[EXERCISE INPUT]

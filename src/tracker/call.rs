//! Call tracker entry point.
//!
//! # Responsibilities
//! - Register the current transaction's bucket before the call runs
//! - Time a wrapped outbound call
//! - Turn its outcome into a [`CallRecord`]
//! - Append the record to the current transaction and flush new records
//! - Annotate the backend with an external segment (best effort)
//!
//! # Design Decisions
//! - The wrapped call's result is returned untouched, success or failure
//! - Telemetry failures are `Result`s internally and are dropped only in
//!   [`CallTracker::track`]
//! - Settings live behind an `ArcSwap` so config reloads apply to the next call

use arc_swap::ArcSwap;
use std::future::Future;
use std::sync::Arc;

use crate::aggregator::{AggregatorStore, CallRecord};
use crate::backend::{
    AttributeSink, ExternalSegment, TelemetryError, TelemetryResult, TracingBackend, TransactionId,
};
use crate::observability::metrics;
use crate::tracker::outcome::{ObservedError, ObservedResponse};
use crate::tracker::types::TrackingSettings;

/// Wraps outbound calls and feeds their outcomes into the aggregator.
#[derive(Clone)]
pub struct CallTracker {
    store: Arc<AggregatorStore>,
    backend: Arc<dyn TracingBackend>,
    sink: Arc<dyn AttributeSink>,
    settings: Arc<ArcSwap<TrackingSettings>>,
}
//! Transaction-scoped external call tracking.
//!
//! Outbound HTTP calls made while serving a unit of work are timed, recorded
//! against that work's transaction id, and flushed incrementally to an
//! attribute sink. Idle transactions are evicted by a background sweeper.

pub mod aggregator;
pub mod backend;
pub mod config;
pub mod http;
pub mod lifecycle;
pub mod observability;
pub mod security;
pub mod tracker;

pub use aggregator::{AggregatorStore, CallRecord, FlushPolicy};
pub use backend::{with_transaction, TransactionId};
pub use config::TrackerConfig;
pub use http::AppServer;
pub use lifecycle::Shutdown;
pub use tracker::{CallTracker, ExternalCallMonitor, TrackedClient};
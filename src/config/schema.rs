//! Configuration schema definitions.
//!
//! This module defines the complete configuration structure for the tracker
//! service. All types derive Serde traits for deserialization from config files.

use serde::{Deserialize, Serialize};

use crate::aggregator::EXTERNAL_CALL_PREFIX;
use crate::security::redact::DEFAULT_SENSITIVE_PARAMS;

/// Root configuration for the tracker service.
#[derive(Debug, Clone, Deserialize, Serialize, Default, PartialEq)]
#[serde(default)]
pub struct TrackerConfig {
    /// Inbound HTTP server settings.
    pub server: ServerConfig,

    /// Outbound HTTP client settings.
    pub client: ClientConfig,

    /// Attribute naming, segments and scrubbing.
    pub tracking: TrackingConfig,

    /// Observability settings.
    pub observability: ObservabilityConfig,

    /// Admin endpoints.
    pub admin: AdminConfig,
}

/// Inbound server configuration.
#[derive(Debug, Clone, Deserialize, Serialize, PartialEq)]
#[serde(default)]
pub struct ServerConfig {
    /// Bind address (e.g., "0.0.0.0:8080").
    pub bind_address: String,

    /// Total time allowed to serve one inbound request, in seconds.
    pub request_timeout_secs: u64,
}

impl Default for ServerConfig {
    fn default() -> Self {
        Self {
            bind_address: "0.0.0.0:8080".to_string(),
            request_timeout_secs: 30,
        }
    }
}

/// Outbound client configuration.
#[derive(Debug, Clone, Deserialize, Serialize, PartialEq)]
#[serde(default)]
pub struct ClientConfig {
    /// Connection establishment timeout in seconds.
    pub connect_timeout_secs: u64,

    /// Total request timeout in seconds.
    pub request_timeout_secs: u64,

    /// User-Agent sent on outbound calls.
    pub user_agent: String,
}

impl Default for ClientConfig {
    fn default() -> Self {
        Self {
            connect_timeout_secs: 5,
            request_timeout_secs: 30,
            user_agent: format!("call-tracker/{}", env!("CARGO_PKG_VERSION")),
        }
    }
}

/// Tracking behavior. Hot-reloadable.
#[derive(Debug, Clone, Deserialize, Serialize, PartialEq)]
#[serde(default)]
pub struct TrackingConfig {
    /// Attribute prefix: "externalCall" (client wrapper) or "external" (interceptor).
    pub attribute_prefix: String,

    /// Emit callCount / totalDuration / failedCount rollups.
    pub emit_rollups: bool,

    /// Open a zero-duration external segment per call.
    pub external_segments: bool,

    /// Query parameters whose values are masked before recording.
    pub redact_query_params: Vec<String>,
}

impl Default for TrackingConfig {
    fn default() -> Self {
        Self {
            attribute_prefix: EXTERNAL_CALL_PREFIX.to_string(),
            emit_rollups: true,
            external_segments: true,
            redact_query_params: DEFAULT_SENSITIVE_PARAMS.iter().map(|s| s.to_string()).collect(),
        }
    }
}

/// Observability configuration.
#[derive(Debug, Clone, Deserialize, Serialize, PartialEq)]
#[serde(default)]
pub struct ObservabilityConfig {
    /// Log level (trace, debug, info, warn, error).
    pub log_level: String,

    /// Enable metrics endpoint.
    pub metrics_enabled: bool,

    /// Metrics endpoint bind address.
    pub metrics_address: String,
}

impl Default for ObservabilityConfig {
    fn default() -> Self {
        Self {
            log_level: "info".to_string(),
            metrics_enabled: false,
            metrics_address: "0.0.0.0:9090".to_string(),
        }
    }
}

/// Admin endpoint configuration.
#[derive(Debug, Clone, Deserialize, Serialize, PartialEq)]
#[serde(default)]
pub struct AdminConfig {
    /// Expose `/admin/transactions`.
    pub enabled: bool,

    /// Bearer token required on admin requests. Must be set when enabled.
    pub api_key: String,
}

impl Default for AdminConfig {
    fn default() -> Self {
        Self {
            enabled: false,
            api_key: String::new(),
        }
    }
}
pub mod cluster;
pub mod common;
pub mod defaults;

use k8s_openapi::apiextensions_apiserver::pkg::apis::apiextensions::v1::CustomResourceDefinition;
use kube::api::{Api, Patch, PatchParams};
use kube::{Client, CustomResourceExt};

pub use cluster::{EtcdCluster, EtcdClusterSpec, EtcdClusterStatus};
pub use common::{SecuritySpec, StorageSpec, TlsSpec, VolumeClaimTemplateSpec};

use crate::constants::FIELD_MANAGER;

/// Apply the EtcdCluster CRD with server-side apply, creating or upgrading it.
pub async fn install(client: Client) -> Result<(), kube::Error> {
    let crds: Api<CustomResourceDefinition> = Api::all(client);
    let crd = EtcdCluster::crd();
    let params = PatchParams::apply(FIELD_MANAGER).force();
    crds.patch(EtcdCluster::crd_name(), &params, &Patch::Apply(&crd))
        .await?;
    tracing::info!(crd = EtcdCluster::crd_name(), "Applied CRD");
    Ok(())
}
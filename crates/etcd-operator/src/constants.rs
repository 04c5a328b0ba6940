/// Kubernetes label keys following the app.kubernetes.io convention.
pub mod labels {
    pub const NAME: &str = "app.kubernetes.io/name";
    pub const INSTANCE: &str = "app.kubernetes.io/instance";
    pub const MANAGED_BY: &str = "app.kubernetes.io/managed-by";
}

/// Label values.
pub mod values {
    pub const APP_NAME: &str = "etcd";
    pub const MANAGED_BY: &str = "etcd-operator";
}

/// Field manager used for server-side apply.
pub const FIELD_MANAGER: &str = "etcd-operator";

/// CRD API group. The `EtcdCluster` derive needs a literal, so this copy
/// exists for the CRD test that keeps the two equal.
pub const API_GROUP: &str = "etcd.kvstore.io";

/// Name of the single etcd container in every member pod.
pub const CONTAINER_NAME: &str = "etcd";

/// Fixed etcd listener ports.
pub mod ports {
    pub const CLIENT: i32 = 2379;
    pub const PEER: i32 = 2380;
    pub const METRICS: i32 = 2381;

    pub const CLIENT_NAME: &str = "client";
    pub const PEER_NAME: &str = "peer";
}

/// Health endpoints served on the metrics listener.
pub mod probes {
    pub const READYZ: &str = "/readyz?serializable=false";
    pub const LIVEZ: &str = "/livez";
    pub const PERIOD_SECONDS: i32 = 5;
}

/// Volume names. Position in the generated volume list is fixed:
/// data, peer CA, peer cert, server cert, client CA.
pub mod volumes {
    pub const DATA: &str = "data";
    pub const PEER_CA: &str = "peer-trusted-ca-certificate";
    pub const PEER_CERT: &str = "peer-certificate";
    pub const SERVER_CERT: &str = "server-certificate";
    pub const CLIENT_CA: &str = "client-trusted-ca-certificate";
}

/// Mount points. Argument strings reference files under these paths by
/// literal string, so they must not drift from the mounts.
pub mod paths {
    pub const DATA_DIR: &str = "/var/run/etcd";
    pub const PEER_CA_DIR: &str = "/etc/etcd/pki/peer/ca";
    pub const PEER_CERT_DIR: &str = "/etc/etcd/pki/peer/cert";
    pub const SERVER_CERT_DIR: &str = "/etc/etcd/pki/server/cert";
    pub const CLIENT_CA_DIR: &str = "/etc/etcd/pki/client/ca";

    /// Well-known key layout inside the referenced secrets.
    pub const CA_FILE: &str = "ca.crt";
    pub const CERT_FILE: &str = "tls.crt";
    pub const KEY_FILE: &str = "tls.key";
}

/// Environment variables resolved by the kubelet at pod start.
pub mod env {
    pub const POD_NAME: &str = "POD_NAME";
    pub const POD_NAMESPACE: &str = "POD_NAMESPACE";
}

/// Default resource values.
pub mod defaults {
    pub const IMAGE: &str = "quay.io/coreos/etcd:v3.5.12";
    pub const REPLICAS: i32 = 3;
    pub const STORAGE_SIZE: &str = "4Gi";
    pub const ACCESS_MODE: &str = "ReadWriteOnce";
    pub const LOG_LEVEL: &str = "info";
    pub const METRICS_ADDR: &str = "0.0.0.0:8080";

    /// Members start together; etcd itself decides membership.
    pub const POD_MANAGEMENT_POLICY: &str = "Parallel";

    /// Requeue intervals in seconds.
    pub const REQUEUE_READY_SECS: u64 = 60;
    pub const REQUEUE_PROGRESSING_SECS: u64 = 10;
    pub const REQUEUE_TRANSIENT_ERROR_SECS: u64 = 15;
    pub const REQUEUE_FATAL_ERROR_SECS: u64 = 300;
}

[/EXERCISE INPUT]

**TASK DESCRIPTION**
All that is needed is the opening run of the data, given again exactly: please include every line from the first through the line with "use arc_swap::ArcSwap;", both ends kept.

**SOLUTION FOR THIS EXERCISE**
filename src/tracker/call.rs
//! Call tracker entry point.
//!
//! # Responsibilities
//! - Register the current transaction's bucket before the call runs
//! - Time a wrapped outbound call
//! - Turn its outcome into a [`CallRecord`]
//! - Append the record to the current transaction and flush new records
//! - Annotate the backend with an external segment (best effort)
//!
//! # Design Decisions
//! - The wrapped call's result is returned untouched, success or failure
//! - Telemetry failures are `Result`s internally and are dropped only in
//!   [`CallTracker::track`]
//! - Settings live behind an `ArcSwap` so config reloads apply to the next call

use arc_swap::ArcSwap;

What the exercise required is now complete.